(Source data)
//! Errors raised while reading or writing CRAM streams.

use std::{error, fmt, io};

/// A specialized result type for CRAM operations.
pub type Result<T> = std::result::Result<T, Error>;

/// An error raised while reading or writing CRAM streams.
#[derive(Debug)]
pub enum Error {
    /// The underlying byte stream failed. Fatal for the stream.
    Io(io::Error),
    /// Structural corruption: bad magic, bad variable-length integer, wrong
    /// block content type, checksum mismatch. Fatal for the container.
    Malformed(String),
    /// The file declares a CRAM version this crate cannot read.
    UnsupportedVersion(u8, u8),
    /// A compression header declares an encoding this crate does not support
    /// for the given data series.
    UnsupportedEncoding {
        /// The data series the encoding was declared for (`"TAG"` for tag
        /// value encodings).
        data_series: &'static str,
        /// The encoding ID as written in the compression header.
        encoding_id: i32,
    },
    /// Programmer error: an operation was invoked on a value in the wrong
    /// state. Fatal for the operation.
    InvalidState(&'static str),
    /// The MD5 digest of the supplied reference slab does not match the
    /// digest recorded in a slice header.
    ReferenceMismatch {
        /// The reference sequence ID of the slice.
        reference_sequence_id: usize,
        /// The digest recorded in the slice header.
        expected: [u8; 16],
        /// The digest of the supplied reference slab.
        actual: [u8; 16],
    },
    /// A per-record anomaly, e.g., a read feature position outside the read.
    RecordValidation(String),
}

impl error::Error for Error {
    fn source(&self) -> Option<&(dyn error::Error + 'static)> {
        match self {
            Self::Io(e) => Some(e),
            _ => None,
        }
    }
}

impl fmt::Display for Error {
    fn fmt(&self, f: &mut fmt::Formatter<'_>) -> fmt::Result {
        match self {
            Self::Io(_) => write!(f, "I/O error"),
            Self::Malformed(s) => write!(f, "malformed input: {s}"),
            Self::UnsupportedVersion(major, minor) => {
                write!(f, "unsupported CRAM version: {major}.{minor}")
            }
            Self::UnsupportedEncoding {
                data_series,
                encoding_id,
            } => write!(
                f,
                "unsupported encoding for data series {data_series}: {encoding_id}"
            ),
            Self::InvalidState(s) => write!(f, "invalid state: {s}"),
            Self::ReferenceMismatch {
                reference_sequence_id,
                ..
            } => write!(
                f,
                "reference MD5 mismatch for sequence {reference_sequence_id}"
            ),
            Self::RecordValidation(s) => write!(f, "invalid record: {s}"),
        }
    }
}

impl From<io::Error> for Error {
    fn from(e: io::Error) -> Self {
        Self::Io(e)
    }
}

/// How hard to fail when decoded data disagrees with supplied context.
///
/// This governs reference MD5 verification (§ 8.5 "Slice header block"):
/// `Strict` fails, `Lenient` logs and continues with the supplied reference,
/// and `Silent` continues without logging. Per-record anomalies are always
/// handled leniently.
#[derive(Clone, Copy, Debug, Default, Eq, PartialEq)]
pub enum ValidationStringency {
    /// Fail on mismatch.
    #[default]
    Strict,
    /// Log and continue.
    Lenient,
    /// Continue without logging.
    Silent,
}

#[cfg(test)]
mod tests {
    use super::*;

    #[test]
    fn test_display() {
        assert_eq!(
            Error::UnsupportedVersion(5, 0).to_string(),
            "unsupported CRAM version: 5.0"
        );

        assert_eq!(
            Error::UnsupportedEncoding {
                data_series: "BF",
                encoding_id: 13,
            }
            .to_string(),
            "unsupported encoding for data series BF: 13"
        );
    }

    #[test]
    fn test_from_io_error() {
        let e = Error::from(io::Error::from(io::ErrorKind::UnexpectedEof));
        assert!(matches!(e, Error::Io(_)));
    }
}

TRY IT: Check each line of the entries above for the string "static", and return those that contain it.

RESPONSE:
        data_series: &'static str,
    InvalidState(&'static str),
    fn source(&self) -> Option<&(dyn error::Error + 'static)> {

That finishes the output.